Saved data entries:
= = = =

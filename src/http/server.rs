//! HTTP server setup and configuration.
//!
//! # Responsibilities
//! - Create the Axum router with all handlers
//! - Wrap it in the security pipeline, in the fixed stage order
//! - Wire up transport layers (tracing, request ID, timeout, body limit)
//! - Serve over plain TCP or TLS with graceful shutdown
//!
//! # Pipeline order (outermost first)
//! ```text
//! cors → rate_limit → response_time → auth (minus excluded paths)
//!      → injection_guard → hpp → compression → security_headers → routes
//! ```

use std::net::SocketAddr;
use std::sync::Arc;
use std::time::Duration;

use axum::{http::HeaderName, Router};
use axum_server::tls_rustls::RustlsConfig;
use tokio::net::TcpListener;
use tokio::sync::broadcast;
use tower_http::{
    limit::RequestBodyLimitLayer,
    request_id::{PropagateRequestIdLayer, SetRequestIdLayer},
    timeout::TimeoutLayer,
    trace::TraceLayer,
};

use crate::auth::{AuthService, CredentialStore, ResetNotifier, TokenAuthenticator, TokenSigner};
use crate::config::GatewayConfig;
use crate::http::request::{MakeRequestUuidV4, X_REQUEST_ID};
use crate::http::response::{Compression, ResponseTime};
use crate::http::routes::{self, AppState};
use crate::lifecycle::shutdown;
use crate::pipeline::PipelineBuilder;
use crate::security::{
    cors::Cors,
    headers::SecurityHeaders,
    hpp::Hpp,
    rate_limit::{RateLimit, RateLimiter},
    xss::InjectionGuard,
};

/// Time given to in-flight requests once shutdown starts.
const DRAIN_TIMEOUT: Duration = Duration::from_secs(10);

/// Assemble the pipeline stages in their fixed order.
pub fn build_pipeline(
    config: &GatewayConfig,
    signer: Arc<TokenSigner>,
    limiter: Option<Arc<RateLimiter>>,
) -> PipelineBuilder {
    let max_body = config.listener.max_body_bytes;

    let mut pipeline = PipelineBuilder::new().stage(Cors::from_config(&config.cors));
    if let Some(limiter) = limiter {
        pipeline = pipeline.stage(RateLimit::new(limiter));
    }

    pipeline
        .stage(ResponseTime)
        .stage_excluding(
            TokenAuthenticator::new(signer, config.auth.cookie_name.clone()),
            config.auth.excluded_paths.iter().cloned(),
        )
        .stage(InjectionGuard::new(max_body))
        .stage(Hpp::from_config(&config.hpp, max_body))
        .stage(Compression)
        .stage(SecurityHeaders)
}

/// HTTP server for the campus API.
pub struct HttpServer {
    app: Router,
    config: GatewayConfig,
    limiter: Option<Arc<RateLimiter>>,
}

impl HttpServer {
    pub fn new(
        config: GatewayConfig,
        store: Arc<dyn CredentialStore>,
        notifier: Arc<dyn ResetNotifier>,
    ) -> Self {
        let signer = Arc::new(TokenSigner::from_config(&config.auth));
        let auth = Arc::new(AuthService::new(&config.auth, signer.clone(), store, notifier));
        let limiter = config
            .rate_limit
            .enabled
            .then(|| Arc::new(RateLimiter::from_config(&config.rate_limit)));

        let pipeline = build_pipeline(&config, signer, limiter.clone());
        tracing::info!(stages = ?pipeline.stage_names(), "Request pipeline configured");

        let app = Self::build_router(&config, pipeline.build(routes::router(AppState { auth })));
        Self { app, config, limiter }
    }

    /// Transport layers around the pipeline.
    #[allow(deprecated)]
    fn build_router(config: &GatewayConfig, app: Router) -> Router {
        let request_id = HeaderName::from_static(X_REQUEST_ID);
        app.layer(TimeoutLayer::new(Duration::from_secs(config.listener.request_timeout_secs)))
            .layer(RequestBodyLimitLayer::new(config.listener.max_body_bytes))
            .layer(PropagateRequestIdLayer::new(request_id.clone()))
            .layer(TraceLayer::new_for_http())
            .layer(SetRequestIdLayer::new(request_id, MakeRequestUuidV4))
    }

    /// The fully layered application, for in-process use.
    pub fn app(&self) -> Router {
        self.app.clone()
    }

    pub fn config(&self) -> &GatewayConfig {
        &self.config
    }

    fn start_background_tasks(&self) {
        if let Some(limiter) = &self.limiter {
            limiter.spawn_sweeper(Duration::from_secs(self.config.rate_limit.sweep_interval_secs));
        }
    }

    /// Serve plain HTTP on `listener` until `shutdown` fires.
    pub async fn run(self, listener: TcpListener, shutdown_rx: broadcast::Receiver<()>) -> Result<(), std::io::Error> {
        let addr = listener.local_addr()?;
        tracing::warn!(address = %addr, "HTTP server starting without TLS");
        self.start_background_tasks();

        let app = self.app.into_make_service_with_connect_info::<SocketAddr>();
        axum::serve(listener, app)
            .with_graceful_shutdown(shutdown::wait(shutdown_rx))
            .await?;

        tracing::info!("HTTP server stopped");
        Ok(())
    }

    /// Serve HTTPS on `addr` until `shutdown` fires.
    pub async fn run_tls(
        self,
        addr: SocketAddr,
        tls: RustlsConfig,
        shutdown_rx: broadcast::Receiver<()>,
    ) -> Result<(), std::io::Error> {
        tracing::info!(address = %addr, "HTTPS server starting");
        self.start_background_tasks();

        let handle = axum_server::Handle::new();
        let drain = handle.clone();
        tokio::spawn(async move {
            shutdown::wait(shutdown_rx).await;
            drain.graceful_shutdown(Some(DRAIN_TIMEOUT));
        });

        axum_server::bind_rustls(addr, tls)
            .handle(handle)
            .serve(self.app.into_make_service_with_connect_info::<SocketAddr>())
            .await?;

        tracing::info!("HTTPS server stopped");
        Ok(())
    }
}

= = = =

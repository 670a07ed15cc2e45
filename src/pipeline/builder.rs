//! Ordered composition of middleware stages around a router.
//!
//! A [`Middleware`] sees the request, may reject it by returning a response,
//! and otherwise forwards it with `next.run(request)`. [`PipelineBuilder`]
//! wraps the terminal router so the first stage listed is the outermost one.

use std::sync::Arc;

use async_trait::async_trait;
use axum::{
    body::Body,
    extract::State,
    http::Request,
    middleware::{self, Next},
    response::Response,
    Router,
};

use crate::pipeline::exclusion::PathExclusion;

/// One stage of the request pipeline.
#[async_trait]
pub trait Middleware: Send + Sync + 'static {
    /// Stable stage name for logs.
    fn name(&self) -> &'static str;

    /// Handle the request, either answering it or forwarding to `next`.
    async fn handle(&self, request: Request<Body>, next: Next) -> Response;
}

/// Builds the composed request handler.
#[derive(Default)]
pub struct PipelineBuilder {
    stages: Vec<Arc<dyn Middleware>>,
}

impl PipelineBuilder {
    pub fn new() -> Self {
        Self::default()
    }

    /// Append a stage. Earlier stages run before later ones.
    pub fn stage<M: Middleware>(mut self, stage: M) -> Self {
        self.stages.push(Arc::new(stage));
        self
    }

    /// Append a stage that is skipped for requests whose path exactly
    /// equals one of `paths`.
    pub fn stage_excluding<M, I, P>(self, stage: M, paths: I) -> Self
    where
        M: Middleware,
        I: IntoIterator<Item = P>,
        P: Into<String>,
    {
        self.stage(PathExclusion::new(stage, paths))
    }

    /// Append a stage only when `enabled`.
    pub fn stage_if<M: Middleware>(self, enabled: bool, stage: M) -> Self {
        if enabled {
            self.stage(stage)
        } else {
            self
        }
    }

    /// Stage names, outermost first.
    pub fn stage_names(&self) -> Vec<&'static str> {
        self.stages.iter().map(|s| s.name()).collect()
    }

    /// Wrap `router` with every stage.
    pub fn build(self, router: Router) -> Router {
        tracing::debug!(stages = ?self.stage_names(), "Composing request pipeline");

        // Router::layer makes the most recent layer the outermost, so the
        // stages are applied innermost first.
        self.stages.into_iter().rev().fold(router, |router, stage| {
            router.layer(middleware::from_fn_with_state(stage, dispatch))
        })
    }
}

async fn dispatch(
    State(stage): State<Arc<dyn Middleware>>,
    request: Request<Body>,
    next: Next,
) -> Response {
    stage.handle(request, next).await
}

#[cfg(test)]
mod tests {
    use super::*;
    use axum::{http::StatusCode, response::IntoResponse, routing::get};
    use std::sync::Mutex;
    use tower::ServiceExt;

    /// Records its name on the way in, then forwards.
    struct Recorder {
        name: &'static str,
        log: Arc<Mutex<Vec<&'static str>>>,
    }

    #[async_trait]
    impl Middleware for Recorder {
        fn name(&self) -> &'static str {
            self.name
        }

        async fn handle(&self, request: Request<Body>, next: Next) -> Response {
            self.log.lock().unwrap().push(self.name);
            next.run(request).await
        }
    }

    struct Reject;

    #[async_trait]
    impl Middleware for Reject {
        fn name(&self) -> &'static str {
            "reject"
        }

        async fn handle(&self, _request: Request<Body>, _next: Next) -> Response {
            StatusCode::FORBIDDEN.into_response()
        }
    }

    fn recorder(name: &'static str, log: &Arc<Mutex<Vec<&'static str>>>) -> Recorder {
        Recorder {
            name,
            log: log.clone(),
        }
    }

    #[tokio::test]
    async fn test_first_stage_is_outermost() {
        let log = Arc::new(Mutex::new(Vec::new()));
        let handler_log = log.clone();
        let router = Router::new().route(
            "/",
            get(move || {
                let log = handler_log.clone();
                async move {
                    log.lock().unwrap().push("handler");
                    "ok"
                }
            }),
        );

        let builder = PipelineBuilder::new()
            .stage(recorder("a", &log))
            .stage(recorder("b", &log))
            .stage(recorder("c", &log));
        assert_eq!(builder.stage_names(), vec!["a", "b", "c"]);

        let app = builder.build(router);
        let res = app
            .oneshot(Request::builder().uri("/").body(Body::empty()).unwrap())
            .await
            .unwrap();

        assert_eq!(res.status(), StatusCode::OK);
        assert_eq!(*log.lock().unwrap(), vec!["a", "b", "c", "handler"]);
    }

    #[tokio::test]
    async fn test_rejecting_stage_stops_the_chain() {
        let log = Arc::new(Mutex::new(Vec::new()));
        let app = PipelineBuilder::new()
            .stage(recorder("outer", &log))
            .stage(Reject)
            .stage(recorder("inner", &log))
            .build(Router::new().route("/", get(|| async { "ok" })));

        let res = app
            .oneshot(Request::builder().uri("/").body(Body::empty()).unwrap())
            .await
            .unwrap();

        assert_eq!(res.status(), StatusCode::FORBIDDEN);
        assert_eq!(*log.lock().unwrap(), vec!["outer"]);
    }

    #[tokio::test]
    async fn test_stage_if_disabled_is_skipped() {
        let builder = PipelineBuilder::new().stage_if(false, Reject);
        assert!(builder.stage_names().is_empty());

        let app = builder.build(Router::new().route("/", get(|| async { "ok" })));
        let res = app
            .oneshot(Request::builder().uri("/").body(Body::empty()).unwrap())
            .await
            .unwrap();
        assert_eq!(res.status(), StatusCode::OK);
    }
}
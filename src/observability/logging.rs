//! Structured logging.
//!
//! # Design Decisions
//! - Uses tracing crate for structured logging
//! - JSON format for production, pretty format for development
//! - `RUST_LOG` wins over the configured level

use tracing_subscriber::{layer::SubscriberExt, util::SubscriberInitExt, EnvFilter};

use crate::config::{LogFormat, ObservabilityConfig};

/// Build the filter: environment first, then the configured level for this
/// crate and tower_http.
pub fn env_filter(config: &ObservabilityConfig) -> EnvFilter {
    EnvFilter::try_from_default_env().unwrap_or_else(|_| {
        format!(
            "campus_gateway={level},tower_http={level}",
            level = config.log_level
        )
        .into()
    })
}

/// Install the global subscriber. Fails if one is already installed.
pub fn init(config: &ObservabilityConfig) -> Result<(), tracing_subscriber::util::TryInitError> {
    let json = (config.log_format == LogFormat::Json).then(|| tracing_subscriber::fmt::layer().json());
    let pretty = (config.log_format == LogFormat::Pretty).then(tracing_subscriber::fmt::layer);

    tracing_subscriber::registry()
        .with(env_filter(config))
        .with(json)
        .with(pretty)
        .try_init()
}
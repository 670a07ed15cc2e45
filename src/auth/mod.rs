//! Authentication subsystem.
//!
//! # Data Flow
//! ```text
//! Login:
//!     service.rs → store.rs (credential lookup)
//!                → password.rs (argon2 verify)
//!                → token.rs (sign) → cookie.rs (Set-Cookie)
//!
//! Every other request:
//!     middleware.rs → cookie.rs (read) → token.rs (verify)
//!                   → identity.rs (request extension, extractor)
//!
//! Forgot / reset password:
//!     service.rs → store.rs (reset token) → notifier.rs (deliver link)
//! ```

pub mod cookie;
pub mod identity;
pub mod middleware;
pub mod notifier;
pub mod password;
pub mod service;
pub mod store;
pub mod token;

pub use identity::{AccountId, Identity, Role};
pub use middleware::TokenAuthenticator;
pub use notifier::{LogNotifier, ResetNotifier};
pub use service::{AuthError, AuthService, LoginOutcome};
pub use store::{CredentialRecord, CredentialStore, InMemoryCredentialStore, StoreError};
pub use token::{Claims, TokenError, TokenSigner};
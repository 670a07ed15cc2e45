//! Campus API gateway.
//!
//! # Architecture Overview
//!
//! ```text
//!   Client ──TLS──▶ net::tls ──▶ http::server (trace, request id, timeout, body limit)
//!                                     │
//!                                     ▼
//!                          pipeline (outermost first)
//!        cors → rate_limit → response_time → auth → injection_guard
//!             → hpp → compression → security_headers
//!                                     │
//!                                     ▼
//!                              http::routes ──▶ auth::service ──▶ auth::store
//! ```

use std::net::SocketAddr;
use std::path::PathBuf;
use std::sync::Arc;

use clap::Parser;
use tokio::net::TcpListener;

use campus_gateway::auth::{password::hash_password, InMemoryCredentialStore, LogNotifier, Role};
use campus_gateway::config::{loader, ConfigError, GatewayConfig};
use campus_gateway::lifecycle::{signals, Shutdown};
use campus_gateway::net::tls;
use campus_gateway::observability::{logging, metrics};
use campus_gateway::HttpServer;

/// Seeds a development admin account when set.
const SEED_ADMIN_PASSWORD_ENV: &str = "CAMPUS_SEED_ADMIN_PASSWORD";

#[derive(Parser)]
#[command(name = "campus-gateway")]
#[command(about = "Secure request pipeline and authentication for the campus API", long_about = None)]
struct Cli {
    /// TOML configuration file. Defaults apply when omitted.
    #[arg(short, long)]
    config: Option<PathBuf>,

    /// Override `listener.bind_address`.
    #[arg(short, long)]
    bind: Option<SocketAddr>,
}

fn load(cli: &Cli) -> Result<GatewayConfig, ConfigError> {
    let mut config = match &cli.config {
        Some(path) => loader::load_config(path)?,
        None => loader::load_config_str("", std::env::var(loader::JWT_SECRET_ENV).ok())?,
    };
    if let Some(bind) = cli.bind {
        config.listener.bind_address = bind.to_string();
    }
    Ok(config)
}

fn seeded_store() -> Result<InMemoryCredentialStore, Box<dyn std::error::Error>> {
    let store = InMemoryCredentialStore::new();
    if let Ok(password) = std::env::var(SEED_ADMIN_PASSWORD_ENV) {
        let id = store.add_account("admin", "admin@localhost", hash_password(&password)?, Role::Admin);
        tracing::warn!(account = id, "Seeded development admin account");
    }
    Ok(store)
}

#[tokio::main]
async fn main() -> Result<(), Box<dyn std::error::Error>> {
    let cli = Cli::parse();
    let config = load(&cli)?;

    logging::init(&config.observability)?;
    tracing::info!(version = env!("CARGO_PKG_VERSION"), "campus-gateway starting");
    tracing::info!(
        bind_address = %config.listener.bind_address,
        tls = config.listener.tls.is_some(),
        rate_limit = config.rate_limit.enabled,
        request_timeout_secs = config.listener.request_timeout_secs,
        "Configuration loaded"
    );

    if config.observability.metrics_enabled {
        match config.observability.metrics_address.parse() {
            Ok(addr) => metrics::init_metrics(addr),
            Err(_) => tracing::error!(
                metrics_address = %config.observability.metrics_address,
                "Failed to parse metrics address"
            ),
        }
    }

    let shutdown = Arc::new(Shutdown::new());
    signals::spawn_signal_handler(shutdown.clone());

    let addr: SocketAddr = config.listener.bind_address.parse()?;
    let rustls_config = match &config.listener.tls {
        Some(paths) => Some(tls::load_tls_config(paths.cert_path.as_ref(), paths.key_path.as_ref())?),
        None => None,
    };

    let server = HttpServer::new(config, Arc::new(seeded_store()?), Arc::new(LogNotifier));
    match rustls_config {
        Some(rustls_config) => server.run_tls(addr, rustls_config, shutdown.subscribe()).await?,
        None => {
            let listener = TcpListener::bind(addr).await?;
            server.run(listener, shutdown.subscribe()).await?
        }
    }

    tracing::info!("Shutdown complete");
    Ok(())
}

= = = =

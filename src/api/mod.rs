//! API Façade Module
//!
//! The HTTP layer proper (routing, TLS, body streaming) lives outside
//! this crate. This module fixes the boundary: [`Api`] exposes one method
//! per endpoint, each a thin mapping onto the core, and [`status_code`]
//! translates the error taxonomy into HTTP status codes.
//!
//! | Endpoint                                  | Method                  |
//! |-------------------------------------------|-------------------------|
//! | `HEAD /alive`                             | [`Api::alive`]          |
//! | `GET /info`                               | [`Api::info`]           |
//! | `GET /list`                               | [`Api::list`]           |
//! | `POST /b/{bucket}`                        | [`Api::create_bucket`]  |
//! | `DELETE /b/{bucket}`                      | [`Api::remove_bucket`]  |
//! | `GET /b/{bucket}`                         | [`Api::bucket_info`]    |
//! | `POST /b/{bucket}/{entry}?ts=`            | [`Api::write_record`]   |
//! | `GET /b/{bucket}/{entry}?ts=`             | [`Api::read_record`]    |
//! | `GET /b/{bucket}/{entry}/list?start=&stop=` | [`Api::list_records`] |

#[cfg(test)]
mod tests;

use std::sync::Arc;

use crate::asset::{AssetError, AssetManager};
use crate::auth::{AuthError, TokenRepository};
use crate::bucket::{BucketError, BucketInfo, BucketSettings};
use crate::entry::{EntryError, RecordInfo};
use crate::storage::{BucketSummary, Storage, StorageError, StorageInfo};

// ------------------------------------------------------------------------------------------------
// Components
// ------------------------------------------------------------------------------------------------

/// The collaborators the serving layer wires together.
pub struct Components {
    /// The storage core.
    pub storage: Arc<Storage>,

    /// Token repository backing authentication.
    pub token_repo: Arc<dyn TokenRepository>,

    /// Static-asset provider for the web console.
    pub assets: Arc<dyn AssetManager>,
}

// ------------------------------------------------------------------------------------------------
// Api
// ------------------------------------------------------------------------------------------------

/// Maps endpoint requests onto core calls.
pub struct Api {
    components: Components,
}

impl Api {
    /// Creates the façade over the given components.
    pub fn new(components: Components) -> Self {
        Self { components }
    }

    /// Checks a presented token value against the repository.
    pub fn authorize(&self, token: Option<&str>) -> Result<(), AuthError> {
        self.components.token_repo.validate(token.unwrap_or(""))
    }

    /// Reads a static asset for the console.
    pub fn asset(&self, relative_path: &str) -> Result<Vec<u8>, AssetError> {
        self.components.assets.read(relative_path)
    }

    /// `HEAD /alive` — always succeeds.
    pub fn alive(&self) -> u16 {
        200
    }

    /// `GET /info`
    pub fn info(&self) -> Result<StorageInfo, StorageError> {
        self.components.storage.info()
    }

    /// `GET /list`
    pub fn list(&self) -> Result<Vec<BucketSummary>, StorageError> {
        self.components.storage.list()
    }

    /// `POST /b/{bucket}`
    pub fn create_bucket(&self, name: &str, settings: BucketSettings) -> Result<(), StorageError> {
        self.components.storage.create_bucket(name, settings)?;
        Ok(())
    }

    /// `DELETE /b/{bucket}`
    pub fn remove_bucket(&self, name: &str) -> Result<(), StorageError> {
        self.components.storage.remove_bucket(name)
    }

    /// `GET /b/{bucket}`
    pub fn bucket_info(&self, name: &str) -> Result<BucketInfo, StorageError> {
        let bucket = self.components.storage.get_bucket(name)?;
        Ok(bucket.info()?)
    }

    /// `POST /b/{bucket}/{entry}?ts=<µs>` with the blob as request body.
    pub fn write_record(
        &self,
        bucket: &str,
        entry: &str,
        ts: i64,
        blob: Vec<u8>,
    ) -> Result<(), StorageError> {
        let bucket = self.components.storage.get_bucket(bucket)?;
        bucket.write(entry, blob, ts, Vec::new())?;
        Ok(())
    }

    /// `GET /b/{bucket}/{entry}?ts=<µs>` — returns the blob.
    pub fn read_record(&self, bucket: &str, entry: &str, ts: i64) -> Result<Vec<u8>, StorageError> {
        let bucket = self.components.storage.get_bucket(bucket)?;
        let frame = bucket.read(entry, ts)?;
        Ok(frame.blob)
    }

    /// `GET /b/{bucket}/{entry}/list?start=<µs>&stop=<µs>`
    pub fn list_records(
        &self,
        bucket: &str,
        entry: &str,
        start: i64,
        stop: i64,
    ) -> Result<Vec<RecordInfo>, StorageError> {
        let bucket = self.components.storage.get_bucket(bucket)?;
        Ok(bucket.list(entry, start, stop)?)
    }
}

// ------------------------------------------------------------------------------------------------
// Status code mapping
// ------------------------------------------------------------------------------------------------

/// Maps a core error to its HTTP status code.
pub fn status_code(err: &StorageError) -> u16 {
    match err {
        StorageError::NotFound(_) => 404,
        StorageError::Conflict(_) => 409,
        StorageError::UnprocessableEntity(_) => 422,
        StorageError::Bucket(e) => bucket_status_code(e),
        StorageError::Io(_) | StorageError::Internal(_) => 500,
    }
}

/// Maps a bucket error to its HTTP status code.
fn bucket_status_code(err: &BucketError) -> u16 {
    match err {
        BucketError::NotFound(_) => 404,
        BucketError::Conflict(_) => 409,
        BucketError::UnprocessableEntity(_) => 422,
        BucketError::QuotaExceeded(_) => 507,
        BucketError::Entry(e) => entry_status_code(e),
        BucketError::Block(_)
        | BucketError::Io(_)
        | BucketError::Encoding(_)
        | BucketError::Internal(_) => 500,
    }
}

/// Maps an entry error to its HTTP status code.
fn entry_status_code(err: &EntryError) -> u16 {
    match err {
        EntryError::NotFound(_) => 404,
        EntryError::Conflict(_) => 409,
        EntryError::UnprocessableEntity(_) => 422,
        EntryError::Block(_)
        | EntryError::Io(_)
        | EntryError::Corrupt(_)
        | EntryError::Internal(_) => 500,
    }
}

= = = =

## [Exercise directions]
Go through the data above and count the lines that hold "Maps". Respond with the number and no other words.

## [Solution]
4